Feb. 27 (Bloomberg) -- Medicine shortages in the U.S. caused by manufacturing issues, drugmaker closures, recalls and quality issues have been reduced since 2012, though still cost U.S. hospitals about $200 million a year.
There were 38 new drug shortages reported in the U.S. from January to September 2013 in which doctors and hospitals couldn’t get needed medicines, down from 117 for all of 2012, according to the Food and Drug Administration.
The lack of available drugs delayed or canceled patient care in 65 percent of hospitals compared with 84 percent in 2011, according to a survey released today by Premier Inc., a health-care consulting and supply chain company based in Charlotte, North Carolina.

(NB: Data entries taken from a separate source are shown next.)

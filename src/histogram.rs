//! Luminance histogram
//!
//! 256 bins over the 8-bit luminance map, and a PNG plot of it with the
//! target and mean marked.
//!
//! The plot carries no text. Title and legend come from
//! [`LuminanceHistogram::title`] and [`LuminanceHistogram::legend`] and are
//! printed next to the saved file.

use image::{Rgb, RgbImage};
use std::path::Path;
use thiserror::Error;

use crate::recommend::AnalysisScope;

const BACKGROUND: Rgb<u8> = Rgb([255, 255, 255]);
const BAR: Rgb<u8> = Rgb([128, 128, 128]);
const AXIS: Rgb<u8> = Rgb([0, 0, 0]);
const TARGET_LINE: Rgb<u8> = Rgb([220, 30, 30]);
const MEAN_LINE: Rgb<u8> = Rgb([30, 60, 220]);

/// Histogram error types
#[derive(Debug, Error)]
pub enum HistogramError {
    #[error("Plot size {0}x{1} is too small")]
    PlotTooSmall(u32, u32),

    #[error("Failed to save plot: {0}")]
    Save(#[from] image::ImageError),
}

pub type Result<T> = std::result::Result<T, HistogramError>;

/// Pixel counts per luminance value
#[derive(Debug, Clone, PartialEq, Eq)]
pub struct LuminanceHistogram {
    bins: [u64; 256],
    total: u64,
    sum: u64,
}

impl LuminanceHistogram {
    pub fn from_luminance(map: &[u8]) -> Self {
        let mut bins = [0u64; 256];
        let mut sum = 0u64;
        for &v in map {
            bins[v as usize] += 1;
            sum += u64::from(v);
        }
        Self {
            bins,
            total: map.len() as u64,
            sum,
        }
    }

    pub fn bins(&self) -> &[u64; 256] {
        &self.bins
    }

    pub fn total(&self) -> u64 {
        self.total
    }

    /// Mean of the 8-bit map (not of the unrounded luminance)
    pub fn mean(&self) -> f64 {
        if self.total == 0 {
            0.0
        } else {
            self.sum as f64 / self.total as f64
        }
    }

    /// Tallest bin
    pub fn peak(&self) -> u64 {
        self.bins.iter().copied().max().unwrap_or(0)
    }

    pub fn title(scope: AnalysisScope) -> &'static str {
        match scope {
            AnalysisScope::WholeImage => "Whole image luminance distribution",
            AnalysisScope::SelectedRegion => "Selected region luminance distribution",
        }
    }

    /// Key for the plot's marker lines, x axis is luminance 0-255
    pub fn legend(&self, target: f64) -> String {
        format!(
            "x: luminance 0-255, y: pixel count; red dashed: target {:.0}, blue: mean {:.2}",
            target,
            self.mean()
        )
    }

    /// Draw the histogram into an image
    ///
    /// Each luminance value gets an equal-width column. The target is drawn
    /// as a dashed red line, the mean as a solid blue one.
    pub fn render(&self, width: u32, height: u32, target: f64) -> Result<RgbImage> {
        if width < 256 || height < 32 {
            return Err(HistogramError::PlotTooSmall(width, height));
        }

        let mut img = RgbImage::from_pixel(width, height, BACKGROUND);
        let plot_h = height - 1;
        let peak = self.peak().max(1) as f64;
        let column = |v: f64| ((v / 256.0) * width as f64).clamp(0.0, (width - 1) as f64) as u32;

        for (value, &count) in self.bins.iter().enumerate() {
            if count == 0 {
                continue;
            }
            let bar_h = ((count as f64 / peak) * plot_h as f64).round() as u32;
            let x0 = column(value as f64);
            let x1 = column(value as f64 + 1.0).max(x0 + 1).min(width);
            for x in x0..x1 {
                for y in (plot_h - bar_h)..plot_h {
                    img.put_pixel(x, y, BAR);
                }
            }
        }

        for x in 0..width {
            img.put_pixel(x, plot_h, AXIS);
        }

        let tx = column(target);
        for y in 0..plot_h {
            if (y / 6) % 2 == 0 {
                img.put_pixel(tx, y, TARGET_LINE);
            }
        }

        let mx = column(self.mean());
        for y in 0..plot_h {
            img.put_pixel(mx, y, MEAN_LINE);
        }

        Ok(img)
    }

    /// Render and save as an image file (format from extension)
    pub fn save_plot(&self, path: &Path, width: u32, height: u32, target: f64) -> Result<()> {
        let img = self.render(width, height, target)?;
        img.save(path)?;
        tracing::info!(path = %path.display(), "histogram plot saved");
        Ok(())
    }
}

#[cfg(test)]
mod tests {
    use super::*;
    use tempfile::TempDir;

    #[test]
    fn test_bins_and_mean() {
        let hist = LuminanceHistogram::from_luminance(&[0, 0, 10, 255]);
        assert_eq!(hist.total(), 4);
        assert_eq!(hist.bins()[0], 2);
        assert_eq!(hist.bins()[10], 1);
        assert_eq!(hist.bins()[255], 1);
        assert_eq!(hist.peak(), 2);
        assert!((hist.mean() - 66.25).abs() < 1e-12);
    }

    #[test]
    fn test_empty_histogram() {
        let hist = LuminanceHistogram::from_luminance(&[]);
        assert_eq!(hist.total(), 0);
        assert_eq!(hist.mean(), 0.0);
        assert_eq!(hist.peak(), 0);
    }

    #[test]
    fn test_render_marks_target_and_mean() {
        let hist = LuminanceHistogram::from_luminance(&[64; 100]);
        let img = hist.render(512, 200, 128.0).unwrap();

        assert_eq!(img.dimensions(), (512, 200));
        // Target at 128 -> column 256, first dash starts at the top
        assert_eq!(*img.get_pixel(256, 0), TARGET_LINE);
        // Mean 64 -> column 128, solid
        assert_eq!(*img.get_pixel(128, 0), MEAN_LINE);
        assert_eq!(*img.get_pixel(128, 150), MEAN_LINE);
        // Bar for bin 64 spans columns 128..130; the second one is pure bar
        assert_eq!(*img.get_pixel(129, 150), BAR);
        // Empty bins stay background
        assert_eq!(*img.get_pixel(400, 150), BACKGROUND);
    }

    #[test]
    fn test_render_rejects_tiny_plot() {
        let hist = LuminanceHistogram::from_luminance(&[1, 2, 3]);
        assert!(matches!(
            hist.render(100, 100, 128.0),
            Err(HistogramError::PlotTooSmall(100, 100))
        ));
    }

    #[test]
    fn test_save_plot_writes_png() {
        let dir = TempDir::new().unwrap();
        let path = dir.path().join("hist.png");
        let hist = LuminanceHistogram::from_luminance(&[10, 20, 30, 30]);
        hist.save_plot(&path, 256, 64, 128.0).unwrap();

        let loaded = image::open(&path).unwrap();
        assert_eq!(loaded.width(), 256);
        assert_eq!(loaded.height(), 64);
    }

    #[test]
    fn test_titles() {
        assert!(LuminanceHistogram::title(AnalysisScope::WholeImage).starts_with("Whole"));
        assert!(LuminanceHistogram::title(AnalysisScope::SelectedRegion).starts_with("Selected"));
    }

    #[test]
    fn test_legend() {
        let hist = LuminanceHistogram::from_luminance(&[90, 91]);
        let legend = hist.legend(128.0);
        assert!(legend.contains("target 128"));
        assert!(legend.contains("mean 90.50"));
    }
}
//! Time-based one-time codes (RFC 6238, HMAC-SHA1, 30 second step, 6 digits).
//!
//! Secrets are base32 and are often pasted with spaces or in lower case, so
//! whitespace is stripped and the secret is case-folded before decoding.
//! A secret that cannot be decoded yields an empty string instead of an
//! error; callers treat an empty code as "no code available".

use hmac::{Hmac, Mac};
use sha1::Sha1;

/// Length of one time step in seconds
pub const TIME_STEP_SECS: u64 = 30;

/// Number of digits in a generated code
pub const CODE_DIGITS: u32 = 6;

/// Generate the code for the current wall-clock time.
pub fn generate(secret: &str) -> String {
    let now = chrono::Utc::now().timestamp().max(0) as u64;
    generate_at(secret, now)
}

/// Generate the code for the time step containing `unix_secs`.
pub fn generate_at(secret: &str, unix_secs: u64) -> String {
    match decode_secret(secret) {
        Some(key) => hotp(&key, unix_secs / TIME_STEP_SECS).unwrap_or_default(),
        None => {
            tracing::error!("shared secret is not valid base32");
            String::new()
        }
    }
}

/// Index of the time step containing `unix_secs`
pub fn time_step(unix_secs: u64) -> u64 {
    unix_secs / TIME_STEP_SECS
}

fn decode_secret(secret: &str) -> Option<Vec<u8>> {
    let cleaned: String = secret
        .chars()
        .filter(|c| !c.is_whitespace())
        .map(|c| c.to_ascii_uppercase())
        .collect();
    let cleaned = cleaned.trim_end_matches('=');
    if cleaned.is_empty() {
        return None;
    }
    base32::decode(base32::Alphabet::Rfc4648 { padding: false }, cleaned).filter(|key| !key.is_empty())
}

fn hotp(key: &[u8], counter: u64) -> Option<String> {
    let mut mac = Hmac::<Sha1>::new_from_slice(key).ok()?;
    mac.update(&counter.to_be_bytes());
    let digest = mac.finalize().into_bytes();

    // dynamic truncation
    let offset = (digest[digest.len() - 1] & 0x0f) as usize;
    let binary = u32::from_be_bytes([
        digest[offset] & 0x7f,
        digest[offset + 1],
        digest[offset + 2],
        digest[offset + 3],
    ]);
    let code = binary % 10u32.pow(CODE_DIGITS);
    Some(format!("{:0width$}", code, width = CODE_DIGITS as usize))
}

“While ongoing shortages remain a problem, the supply chain is also vulnerable to shortage ‘spikes’ that significantly disrupt patient care and hospital operations,” Premier said in the report. The efforts to reduce shortages “are having a positive impact, but drug shortages continue to plague hospitals and require an ongoing urgency.”
About 300 drugs remain in long-term shortage. As a result, patients may have to use alternative medicines, delay or interrupt treatment, or hospitals and doctors have to find and buy more expensive supplies, according to Premier’s report that put the cost at $200 million each year.
The most common drugs in shortage were electrolytes, intravenous fluids, heart medicines such as nitroglycerin solution, and surgical therapies for anesthesia and sedation, such as propofol.
The FDA began more closely monitoring shortages in 2011, in an attempt to reduce the number and prevent price gouging. Part of the agency’s plan was to find alternative sources of supply for drugs that were likely to be in shortage.